The study points to several probable causes for the decline of enrollment in IHCP coverage. “The buoyant economy and tight labor markets in the mid- to late-1990s led many employers to offer coverage in order to attract workers,” Cantor said. During this period, New Jersey’s Small Employer Health Benefits Program (for groups of two to 50 workers) grew from 694,000 in 1994 to a peak of 938,000 in 1999. It stood at 884,000 in late 2001.

As enrollment in the IHCP declined between 1996 and 2003, premiums doubled or tripled, depending on benefit levels and plan designs. (IHCP enrollees are given a broad choice of health plans, including traditional indemnity plans and HMO coverage, with different co-payments.) The IHCP premiums examined in the study rose two to six times faster than premiums paid by employers in New Jersey during this period.

The study also documents a shift of enrollment among different types of plans offered in the IHCP during those years, driving up the cost of the most generous traditional indemnity plans the most. “As premiums rise, younger and healthier individuals seek entry to less expensive, more restrictive health plans that are unattractive to high risks,” Cantor said.” He added that it appears that many “low-risks” defected from the market altogether, leading to a drop in total program enrollment.

The research identified two other factors contributing to the IHCP decline.

New Jersey ended Health Access, a program that provided state subsidies for persons with low to moderate income to purchase individual health coverage.
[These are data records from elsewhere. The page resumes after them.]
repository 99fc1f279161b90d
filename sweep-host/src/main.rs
mod clock;
mod config;
mod console;
mod emulator;
mod error;
mod event;
mod runtime;
mod serial;
mod sink;

use std::path::PathBuf;

use anyhow::{Context, bail};
use clap::{Parser, Subcommand};
use sweep_core::orchestrator::EngineRequest;
use tracing::info;
use tracing_subscriber::EnvFilter;

use config::HostConfig;
use emulator::EmulatorCommand;
use runtime::{Mode, Runtime, SweepOutcome};
use sink::CsvSink;

/// Drives DECT NR+ perf measurements across MCS and SNR.
#[derive(Debug, Parser)]
#[command(name = "dect-sweep", version, about)]
struct Cli {
    /// Raise log verbosity (-v debug, -vv trace). `RUST_LOG` takes precedence.
    #[arg(short, long, action = clap::ArgAction::Count, global = true)]
    verbose: u8,

    /// TOML configuration file.
    #[arg(short, long, default_value = "dect-sweep.toml", global = true)]
    config: PathBuf,

    #[command(subcommand)]
    command: Command,
}

#[derive(Debug, Subcommand)]
enum Command {
    /// Run the configured sweep to completion.
    Sweep,
    /// Interactive operator console.
    Console,
    /// Print the points the sweep would visit.
    Plan,
}

fn init_tracing(verbose: u8) {
    let level = match verbose {
        0 => "info",
        1 => "debug",
        _ => "trace",
    };
    let filter = EnvFilter::try_from_default_env().unwrap_or_else(|_| EnvFilter::new(level));
    tracing_subscriber::fmt()
        .with_env_filter(filter)
        .with_writer(std::io::stderr)
        .init();
}

#[tokio::main(flavor = "current_thread")]
async fn main() -> anyhow::Result<()> {
    let cli = Cli::parse();
    init_tracing(cli.verbose);

    let config = HostConfig::load(&cli.config)?;

    match cli.command {
        Command::Plan => {
            let plan = config.plan().context("invalid [[tiers]]")?;
            println!("{} points on {}", plan.point_count(), config.channel()?);
            for point in plan.points() {
                println!("  {point}");
            }
            Ok(())
        }
        Command::Sweep => {
            let plan = config.plan().context("invalid [[tiers]]")?;
            let mut runtime = runtime(&config, Mode::Batch)?;
            info!(points = plan.point_count(), "starting sweep");
            runtime.request(EngineRequest::StartSweep)?;
            match runtime.run().await {
                SweepOutcome::Completed { points } => {
                    info!(points, "sweep finished");
                    Ok(())
                }
                SweepOutcome::Stopped { completed } => {
                    info!(completed, "sweep stopped early");
                    Ok(())
                }
                SweepOutcome::Aborted(err) => bail!("sweep aborted: {err}"),
                SweepOutcome::None => bail!("sweep did not run"),
            }
        }
        Command::Console => {
            let mut runtime = runtime(&config, Mode::Interactive)?;
            println!("{}", console::BANNER);
            console::spawn_reader(runtime.events());
            runtime.run().await;
            Ok(())
        }
    }
}

fn runtime(config: &HostConfig, mode: Mode) -> anyhow::Result<Runtime> {
    let engine = config.engine()?;
    let emulator = EmulatorCommand {
        program: config.emulator.program.clone(),
        args: config.emulator.args.clone(),
    };
    let sink = CsvSink::new(&config.output.data_dir, config.output.mode);
    Ok(Runtime::new(engine, emulator, sink, mode))
}
//! Disposable infrastructure for integration tests.

pub mod error;
pub mod postgres;

pub use error::{Result, TestInfraError};
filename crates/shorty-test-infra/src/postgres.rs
use crate::Result;
use testcontainers::core::{IntoContainerPort, WaitFor};
use testcontainers::runners::AsyncRunner;
use testcontainers::ImageExt;
use testcontainers::{ContainerAsync, GenericImage};
use typed_builder::TypedBuilder;

#[derive(TypedBuilder)]
pub struct PostgresConfig {
    #[builder(default = "shorty".to_string())]
    database: String,
    #[builder(default = "shorty".to_string())]
    username: String,
    #[builder(default = "shorty".to_string())]
    password: String,
    #[builder(default = "16-alpine".to_string())]
    tag: String,
}

/// Test fixture for a disposable PostgreSQL server.
pub struct PostgresServer {
    container: ContainerAsync<GenericImage>,
    config: PostgresConfig,
}

impl PostgresServer {
    /// Starts a PostgreSQL container suitable for integration tests.
    ///
    /// The server logs readiness once for the init run and again after the
    /// restart that follows it; callers should still retry their first
    /// connection.
    pub async fn new(config: PostgresConfig) -> Result<Self> {
        let container = GenericImage::new("postgres", config.tag.as_str())
            .with_exposed_port(5432_u16.tcp())
            .with_wait_for(WaitFor::message_on_stderr(
                "database system is ready to accept connections",
            ))
            .with_env_var("POSTGRES_DB", config.database.as_str())
            .with_env_var("POSTGRES_USER", config.username.as_str())
            .with_env_var("POSTGRES_PASSWORD", config.password.as_str())
            .start()
            .await?;

        Ok(Self { container, config })
    }

    pub async fn host(&self) -> Result<String> {
        Ok(self.container.get_host().await?.to_string())
    }

    pub async fn port(&self) -> Result<u16> {
        Ok(self.container.get_host_port_ipv4(5432).await?)
    }

    pub async fn database_url(&self) -> Result<String> {
        let host = self.host().await?;
        let port = self.port().await?;
        Ok(format!(
            "postgres://{}:{}@{}:{}/{}",
            self.config.username, self.config.password, host, port, self.config.database
        ))
    }

    /// Returns the underlying container reference.
    pub fn container(&self) -> &ContainerAsync<GenericImage> {
        &self.container
    }
}
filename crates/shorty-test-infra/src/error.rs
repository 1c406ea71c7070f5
use std::result::Result as StdResult;
use thiserror::Error;

/// Errors that can occur when working with test infrastructure containers.
#[derive(Debug, Error)]
pub enum TestInfraError {
    #[error("Container error: {0}")]
    Container(#[from] testcontainers::TestcontainersError),
}

/// A type alias for `Result` with `TestInfraError`.
pub type Result<T> = StdResult<T, TestInfraError>;
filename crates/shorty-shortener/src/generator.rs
pub mod random;
pub mod seq;

/// Trait for generating short ids.
///
/// Implementations are pure generators that don't interact with storage.
/// Collisions with ids already in the store are detected and retried by
/// the service.
pub trait Generator: Send + Sync + 'static {
    fn generate(&self) -> String;
}
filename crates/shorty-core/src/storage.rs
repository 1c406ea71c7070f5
use crate::error::Result;
use crate::record::{Lookup, Stats};
use async_trait::async_trait;
use std::collections::HashMap;

/// The contract every storage backend implements.
///
/// The request layer only ever talks to this trait, so the in-memory,
/// snapshot-backed and relational backends are interchangeable by
/// configuration alone.
#[async_trait]
pub trait Storage: Send + Sync + 'static {
    /// Creates or replaces the record for `short_id` (last writer wins).
    ///
    /// The in-memory backends never fail with `AlreadyExists` here; the
    /// relational backend does when another short id already holds
    /// `original_url`, because it enforces URL uniqueness in its schema.
    async fn put(&self, short_id: &str, original_url: &str, owner_id: &str) -> Result<()>;

    /// Applies [`put`](Storage::put) to every entry of a short id to URL map.
    ///
    /// Each key becomes visible atomically; concurrent readers may observe a
    /// prefix of the batch.
    async fn put_many(&self, entries: &HashMap<String, String>, owner_id: &str) -> Result<()>;

    /// Creates the record unless a live record already holds `original_url`.
    ///
    /// Returns `Err(AlreadyExists)` carrying the short id that holds the URL.
    async fn insert(&self, short_id: &str, original_url: &str, owner_id: &str) -> Result<()>;

    /// Resolves a short id, distinguishing missing from deleted records.
    async fn get(&self, short_id: &str) -> Result<Lookup>;

    /// Returns the short id of a live record holding `original_url`, if any.
    async fn find_short_id(&self, original_url: &str) -> Result<Option<String>>;

    /// Returns every live record created by `owner_id` as short id to URL.
    async fn list_by_owner(&self, owner_id: &str) -> Result<HashMap<String, String>>;

    /// Marks each listed record deleted if it exists and belongs to `owner_id`.
    ///
    /// Ids that are unknown or owned by someone else are skipped silently.
    async fn soft_delete(&self, short_ids: &[String], owner_id: &str) -> Result<()>;

    /// Counts every record and distinct owner, tombstones included.
    async fn stats(&self) -> Result<Stats>;

    /// Checks that the backend is reachable.
    async fn ping(&self) -> Result<()>;

    /// Forces pending writes to durable storage, where the backend has any.
    async fn flush(&self) -> Result<()> {
        Ok(())
    }

    /// Releases backend resources, flushing anything still pending.
    async fn close(&self) -> Result<()>;
}
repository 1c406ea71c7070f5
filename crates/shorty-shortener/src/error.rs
use shorty_core::StorageError;
use thiserror::Error;

pub type Result<T> = std::result::Result<T, ShortenerError>;

#[derive(Debug, Clone, PartialEq, Eq, Error)]
pub enum ShortenerError {
    #[error("invalid url: {0}")]
    InvalidUrl(String),
    #[error("batch request is empty")]
    EmptyBatch,
    #[error("owner id is required")]
    MissingOwner,
    #[error("short id not found: {0}")]
    NotFound(String),
    #[error("short id has been deleted: {0}")]
    Deleted(String),
    #[error("no free short id after {0} attempts")]
    IdsExhausted(usize),
    #[error("storage error: {0}")]
    Storage(StorageError),
}

impl From<StorageError> for ShortenerError {
    fn from(value: StorageError) -> Self {
        match value {
            StorageError::NotFound(short_id) => Self::NotFound(short_id),
            StorageError::Deleted(short_id) => Self::Deleted(short_id),
            other => Self::Storage(other),
        }
    }
}
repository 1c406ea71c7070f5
//! Core types and traits for the Shorty URL shortener.
//!
//! This crate holds the record model, the storage contract shared by every
//! backend, and the error taxonomy callers match on. It performs no I/O.

pub mod error;
pub mod record;
pub mod storage;

pub use error::{Result, StorageError};
pub use record::{Lookup, Record, Stats, SYSTEM_OWNER};
pub use storage::Storage;
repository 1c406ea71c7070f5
use std::time::Duration;

use shorty_storage::{open_storage, Lookup, Stats, StorageSettings, WriterRegistry};

fn settings(path: &std::path::Path) -> StorageSettings {
    StorageSettings::builder()
        .file_storage_path(path)
        .flush_interval(Duration::from_secs(3600))
        .build()
}

#[tokio::test]
async fn records_survive_restart() {
    let dir = tempfile::tempdir().unwrap();
    let path = dir.path().join("urls.json");

    {
        let registry = WriterRegistry::new();
        let storage = open_storage(&settings(&path), &registry).await.unwrap();
        storage.put("ab12cd", "https://example.com", "u1").await.unwrap();
        storage.put("ef34gh", "https://example.org", "u2").await.unwrap();
        storage.close().await.unwrap();
    }

    let registry = WriterRegistry::new();
    let storage = open_storage(&settings(&path), &registry).await.unwrap();

    assert_eq!(
        storage.get("ab12cd").await.unwrap(),
        Lookup::Live("https://example.com".to_string())
    );
    assert_eq!(storage.stats().await.unwrap(), Stats { urls: 2, users: 1 });
}

#[tokio::test]
async fn later_flushes_keep_earlier_records() {
    let dir = tempfile::tempdir().unwrap();
    let path = dir.path().join("urls.json");

    {
        let registry = WriterRegistry::new();
        let storage = open_storage(&settings(&path), &registry).await.unwrap();
        storage.put("first", "https://one.com", "u1").await.unwrap();
        storage.flush().await.unwrap();
        storage.put("second", "https://two.com", "u1").await.unwrap();
        storage.close().await.unwrap();
    }

    let registry = WriterRegistry::new();
    let storage = open_storage(&settings(&path), &registry).await.unwrap();

    assert!(storage.get("first").await.unwrap().exists());
    assert!(storage.get("second").await.unwrap().exists());
}

#[tokio::test]
async fn legacy_array_snapshot_is_loaded() {
    let dir = tempfile::tempdir().unwrap();
    let path = dir.path().join("urls.json");
    std::fs::write(
        &path,
        r#"[
            {"uuid":"1","short_url":"old1","original_url":"https://one.com","user_id":"system"},
            {"uuid":"2","short_url":"old2","original_url":"https://two.com","user_id":"system"}
        ]"#,
    )
    .unwrap();

    let registry = WriterRegistry::new();
    let storage = open_storage(&settings(&path), &registry).await.unwrap();

    assert_eq!(
        storage.find_short_id("https://two.com").await.unwrap(),
        Some("old2".to_string())
    );
    assert_eq!(storage.stats().await.unwrap().urls, 2);
}
use shorty_core::StorageError;
use thiserror::Error;

/// Errors raised while reading or writing a snapshot file.
#[derive(Debug, Error)]
pub enum SnapshotError {
    #[error("snapshot io failed: {0}")]
    Io(#[from] std::io::Error),
    #[error("snapshot encoding failed: {0}")]
    Json(#[from] serde_json::Error),
}

impl From<SnapshotError> for StorageError {
    fn from(value: SnapshotError) -> Self {
        StorageError::Persistence(value.to_string())
    }
}
use crate::memory::InMemoryStorage;
use crate::writer::{BatchWriter, WriterRegistry, WriterSettings};
use async_trait::async_trait;
use shorty_core::{Lookup, Result, Stats, Storage, SYSTEM_OWNER};
use std::collections::HashMap;
use std::sync::Arc;
use tokio::sync::Mutex;
use tracing::info;

/// In-memory storage whose writes are persisted to a snapshot file.
///
/// Reads are served entirely from memory. Successful writes are mirrored
/// into the snapshot writer's pending buffer after the store's lock has been
/// released, and reach disk on the writer's next flush. Soft deletes are not
/// part of the snapshot format and only live in memory.
#[derive(Debug)]
pub struct FileStorage {
    inner: InMemoryStorage,
    writer: Arc<BatchWriter>,
    // Held across a write and its mirror so the pending buffer agrees with
    // the map on the last writer. The map and pending locks are still taken
    // one after the other, never together.
    write_order: Mutex<()>,
}

impl FileStorage {
    /// Opens the snapshot at `settings.path` and replays it into memory.
    ///
    /// Replayed records belong to [`SYSTEM_OWNER`]. A missing file yields an
    /// empty store.
    pub async fn open(settings: WriterSettings, registry: &WriterRegistry) -> Result<Self> {
        let writer = registry.open(settings).await?;
        let entries = writer.entries().await;

        let inner = InMemoryStorage::with_capacity(entries.len());
        inner.put_many(&entries, SYSTEM_OWNER).await?;

        info!(
            path = %writer.path().display(),
            entries = entries.len(),
            "replayed snapshot into memory"
        );
        Ok(Self {
            inner,
            writer,
            write_order: Mutex::new(()),
        })
    }

    /// The writer persisting this store.
    pub fn writer(&self) -> &Arc<BatchWriter> {
        &self.writer
    }
}

#[async_trait]
impl Storage for FileStorage {
    async fn put(&self, short_id: &str, original_url: &str, owner_id: &str) -> Result<()> {
        let _order = self.write_order.lock().await;
        self.inner.put(short_id, original_url, owner_id).await?;
        self.writer.record(short_id, original_url);
        Ok(())
    }

    async fn put_many(&self, entries: &HashMap<String, String>, owner_id: &str) -> Result<()> {
        let _order = self.write_order.lock().await;
        self.inner.put_many(entries, owner_id).await?;
        self.writer.record_many(entries);
        Ok(())
    }

    async fn insert(&self, short_id: &str, original_url: &str, owner_id: &str) -> Result<()> {
        let _order = self.write_order.lock().await;
        self.inner.insert(short_id, original_url, owner_id).await?;
        self.writer.record(short_id, original_url);
        Ok(())
    }

    async fn get(&self, short_id: &str) -> Result<Lookup> {
        self.inner.get(short_id).await
    }

    async fn find_short_id(&self, original_url: &str) -> Result<Option<String>> {
        self.inner.find_short_id(original_url).await
    }

    async fn list_by_owner(&self, owner_id: &str) -> Result<HashMap<String, String>> {
        self.inner.list_by_owner(owner_id).await
    }

    async fn soft_delete(&self, short_ids: &[String], owner_id: &str) -> Result<()> {
        self.inner.soft_delete(short_ids, owner_id).await
    }

    async fn stats(&self) -> Result<Stats> {
        self.inner.stats().await
    }

    async fn ping(&self) -> Result<()> {
        self.inner.ping().await
    }

    /// Writes pending entries synchronously. Failures are logged by the
    /// writer and never reach the caller.
    async fn flush(&self) -> Result<()> {
        let _ = self.writer.flush().await;
        Ok(())
    }

    /// Stops the background flush and writes what is still pending.
    ///
    /// The writer is shared by every store opened on the same path through
    /// one registry, so this stops background flushing for all of them.
    async fn close(&self) -> Result<()> {
        let _ = self.writer.close().await;
        Ok(())
    }
}
use clap::{Parser, Subcommand};
use std::path::PathBuf;

pub const FILE_STORAGE_PATH_ENV: &str = "FILE_STORAGE_PATH";
pub const DATABASE_DSN_ENV: &str = "DATABASE_DSN";
pub const BASE_URL_ENV: &str = "BASE_URL";
pub const FLUSH_INTERVAL_SECS_ENV: &str = "FLUSH_INTERVAL_SECS";
pub const USER_ID_ENV: &str = "SHORTENER_USER_ID";

pub const DEFAULT_FILE_STORAGE_PATH: &str = "urls.json";
pub const DEFAULT_BASE_URL: &str = "http://localhost:8080";
pub const DEFAULT_FLUSH_INTERVAL_SECS: u64 = 5;

#[derive(Debug, Parser)]
#[command(name = "shortener", about = "Shorten URLs and manage stored mappings")]
pub struct CLI {
    /// Snapshot file; an empty value keeps everything in memory.
    #[arg(long, env = FILE_STORAGE_PATH_ENV, default_value = DEFAULT_FILE_STORAGE_PATH)]
    pub file_storage_path: PathBuf,

    /// PostgreSQL connection string; takes precedence over the snapshot file.
    #[arg(long, env = DATABASE_DSN_ENV)]
    pub database_dsn: Option<String>,

    #[arg(long, env = BASE_URL_ENV, default_value = DEFAULT_BASE_URL)]
    pub base_url: String,

    #[arg(
        long,
        env = FLUSH_INTERVAL_SECS_ENV,
        default_value_t = DEFAULT_FLUSH_INTERVAL_SECS,
    )]
    pub flush_interval_secs: u64,

    /// Owner the command acts on behalf of.
    #[arg(long, env = USER_ID_ENV, default_value = shorty_core::SYSTEM_OWNER)]
    pub user: String,

    #[command(subcommand)]
    pub command: Command,
}

#[derive(Debug, Subcommand)]
pub enum Command {
    /// Shorten one URL, reusing its short URL if it already has one.
    Shorten { url: String },
    /// Shorten several URLs given as CORRELATION_ID=URL pairs.
    Batch {
        #[arg(required = true, value_parser = parse_batch_item)]
        items: Vec<(String, String)>,
    },
    /// Print the URL a short id redirects to.
    Resolve { short_id: String },
    /// List the URLs created by the current user.
    List,
    /// Delete short ids owned by the current user.
    Delete {
        #[arg(required = true)]
        short_ids: Vec<String>,
    },
    /// Check that the storage backend is reachable.
    Ping,
    /// Print the number of stored URLs and distinct users.
    Stats,
}

fn parse_batch_item(value: &str) -> Result<(String, String), String> {
    match value.split_once('=') {
        Some((id, url)) if !id.is_empty() => Ok((id.to_string(), url.to_string())),
        _ => Err(format!("expected CORRELATION_ID=URL, got '{value}'")),
    }
}

#[cfg(test)]
mod tests {
    use super::*;

    #[test]
    fn parses_batch_items() {
        assert_eq!(
            parse_batch_item("a=https://x.com/?q=1"),
            Ok(("a".to_string(), "https://x.com/?q=1".to_string()))
        );
        assert!(parse_batch_item("https://x.com").is_err());
        assert!(parse_batch_item("=https://x.com").is_err());
    }

    #[test]
    fn defaults_apply() {
        let cli = CLI::try_parse_from(["shortener", "stats"]).unwrap();

        assert_eq!(cli.file_storage_path, PathBuf::from(DEFAULT_FILE_STORAGE_PATH));
        assert_eq!(cli.base_url, DEFAULT_BASE_URL);
        assert_eq!(cli.flush_interval_secs, DEFAULT_FLUSH_INTERVAL_SECS);
        assert!(matches!(cli.command, Command::Stats));
    }

    #[test]
    fn batch_requires_items() {
        assert!(CLI::try_parse_from(["shortener", "batch"]).is_err());
    }
}
use crate::error::{Result, ShortenerError};
use crate::generator::Generator;
use shorty_core::{Stats, Storage, StorageError};
use std::sync::Arc;
use tracing::{debug, info};

/// Attempts made to find an unused short id before giving up.
pub const MAX_ATTEMPTS: usize = 8;

/// Outcome of shortening a single URL.
#[derive(Debug, Clone, PartialEq, Eq)]
pub struct Shortened {
    pub short_url: String,
    /// The URL had already been shortened; `short_url` is the existing one.
    pub already_existed: bool,
}

/// One URL of a batch request, tagged by the caller.
#[derive(Debug, Clone, PartialEq, Eq)]
pub struct BatchItem {
    pub correlation_id: String,
    pub original_url: String,
}

#[derive(Debug, Clone, PartialEq, Eq)]
pub struct BatchResult {
    pub correlation_id: String,
    pub short_url: String,
}

#[derive(Debug, Clone, PartialEq, Eq)]
pub struct UserUrl {
    pub short_url: String,
    pub original_url: String,
}

/// Shortening operations on top of any [`Storage`] backend.
///
/// The service validates input, deduplicates URLs, generates short
/// ids and builds full short URLs from `base_url`. It holds no state of its
/// own beyond the generator.
pub struct ShortenerService<S: ?Sized, G> {
    storage: Arc<S>,
    generator: G,
    base_url: String,
}

impl<S: Storage + ?Sized, G: Generator> ShortenerService<S, G> {
    pub fn new(storage: Arc<S>, generator: G, base_url: impl Into<String>) -> Self {
        let base_url = base_url.into().trim_end_matches('/').to_owned();
        Self {
            storage,
            generator,
            base_url,
        }
    }

    pub fn storage(&self) -> &Arc<S> {
        &self.storage
    }

    /// Builds the full short URL for `short_id`.
    pub fn short_url(&self, short_id: &str) -> String {
        format!("{}/{}", self.base_url, short_id)
    }

    /// Validates that the URL has a valid format (has a scheme and host).
    fn validate_url(url: &str) -> Result<()> {
        if url.is_empty() {
            return Err(ShortenerError::InvalidUrl("URL cannot be empty".to_string()));
        }

        let Some((scheme, rest)) = url.split_once("://") else {
            return Err(ShortenerError::InvalidUrl(format!(
                "URL must have a valid scheme and host: {url}"
            )));
        };
        if scheme.is_empty() || rest.is_empty() {
            return Err(ShortenerError::InvalidUrl(format!(
                "URL must have a valid scheme and host: {url}"
            )));
        }

        let scheme = scheme.to_lowercase();
        if scheme != "http" && scheme != "https" {
            return Err(ShortenerError::InvalidUrl(format!(
                "URL scheme must be http or https: {scheme}"
            )));
        }

        Ok(())
    }

    /// Shortens `original_url` on behalf of `owner_id`.
    ///
    /// A URL that already has a live short id is not stored again; its
    /// existing short URL comes back with `already_existed` set. New records
    /// are flushed to the snapshot inline when the backend has one.
    pub async fn shorten(&self, original_url: &str, owner_id: &str) -> Result<Shortened> {
        Self::validate_url(original_url)?;

        let (short_id, already_existed) = self.place(original_url, owner_id).await?;
        if !already_existed {
            self.storage.flush().await?;
            info!(short_id = %short_id, owner_id, "shortened url");
        }

        Ok(Shortened {
            short_url: self.short_url(&short_id),
            already_existed,
        })
    }

    /// Finds or creates the short id for `original_url`.
    ///
    /// New ids go through the conditional insert, so an id already in the
    /// store is never overwritten. Returns the id and whether it existed.
    async fn place(&self, original_url: &str, owner_id: &str) -> Result<(String, bool)> {
        if let Some(existing) = self.storage.find_short_id(original_url).await? {
            debug!(short_id = %existing, "url already shortened");
            return Ok((existing, true));
        }

        for _ in 0..MAX_ATTEMPTS {
            let candidate = self.generator.generate();

            match self.storage.insert(&candidate, original_url, owner_id).await {
                Ok(()) => return Ok((candidate, false)),
                // Somebody shortened the same URL since the dedup check.
                Err(StorageError::AlreadyExists { short_id }) if short_id != candidate => {
                    debug!(short_id = %short_id, "url already shortened");
                    return Ok((short_id, true));
                }
                Err(StorageError::AlreadyExists { .. }) => {
                    debug!(short_id = %candidate, "short id taken, retrying");
                }
                Err(err) => return Err(err.into()),
            }
        }

        Err(ShortenerError::IdsExhausted(MAX_ATTEMPTS))
    }

    /// Shortens every item of a batch.
    ///
    /// Results keep the order and correlation ids of the request. URLs that
    /// already have a live short id, in the store or earlier in the batch,
    /// reuse it, so the outcome is the same on every backend.
    pub async fn shorten_batch(
        &self,
        items: &[BatchItem],
        owner_id: &str,
    ) -> Result<Vec<BatchResult>> {
        if items.is_empty() {
            return Err(ShortenerError::EmptyBatch);
        }
        for item in items {
            Self::validate_url(&item.original_url)?;
        }

        let mut created = 0usize;
        let mut results = Vec::with_capacity(items.len());

        for item in items {
            let (short_id, already_existed) = self.place(&item.original_url, owner_id).await?;
            if !already_existed {
                created += 1;
            }
            results.push(BatchResult {
                correlation_id: item.correlation_id.clone(),
                short_url: self.short_url(&short_id),
            });
        }

        if created > 0 {
            self.storage.flush().await?;
        }
        info!(items = items.len(), created, owner_id, "shortened batch");
        Ok(results)
    }

    /// Returns the URL `short_id` redirects to.
    pub async fn resolve(&self, short_id: &str) -> Result<String> {
        let lookup = self.storage.get(short_id).await?;
        Ok(lookup.into_live(short_id)?)
    }

    /// Lists the live URLs created by `owner_id`, ordered by short id.
    pub async fn user_urls(&self, owner_id: &str) -> Result<Vec<UserUrl>> {
        if owner_id.is_empty() {
            return Err(ShortenerError::MissingOwner);
        }

        let mut urls: Vec<(String, String)> =
            self.storage.list_by_owner(owner_id).await?.into_iter().collect();
        urls.sort_unstable();

        Ok(urls
            .into_iter()
            .map(|(short_id, original_url)| UserUrl {
                short_url: self.short_url(&short_id),
                original_url,
            })
            .collect())
    }

    /// Soft-deletes the given ids. Ids owned by somebody else are skipped.
    pub async fn delete_user_urls(&self, short_ids: &[String], owner_id: &str) -> Result<()> {
        if owner_id.is_empty() {
            return Err(ShortenerError::MissingOwner);
        }

        self.storage.soft_delete(short_ids, owner_id).await?;
        info!(requested = short_ids.len(), owner_id, "deleted urls");
        Ok(())
    }

    pub async fn ping(&self) -> Result<()> {
        Ok(self.storage.ping().await?)
    }

    pub async fn stats(&self) -> Result<Stats> {
        Ok(self.storage.stats().await?)
    }
}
Also, several insurance carriers appear to have aggressively sought to attract enrollees by offering premiums well below cost with the hope of recovering losses from other insurance carriers, a practice that was permitted under the original IHCP regulations. This practice ended under revised regulations in 1998.

Despite the recent leveling off of enrollment in the IHCP, Cantor and his co-authors conclude the program may not be sustainable in the long term under current market rules. The authors point to several policy options, including offering premium subsidies for high- cost enrollees, permitting insurance carriers to charge lower premiums for younger enrollees and pooling the cost of IHCP enrollees with the small group market.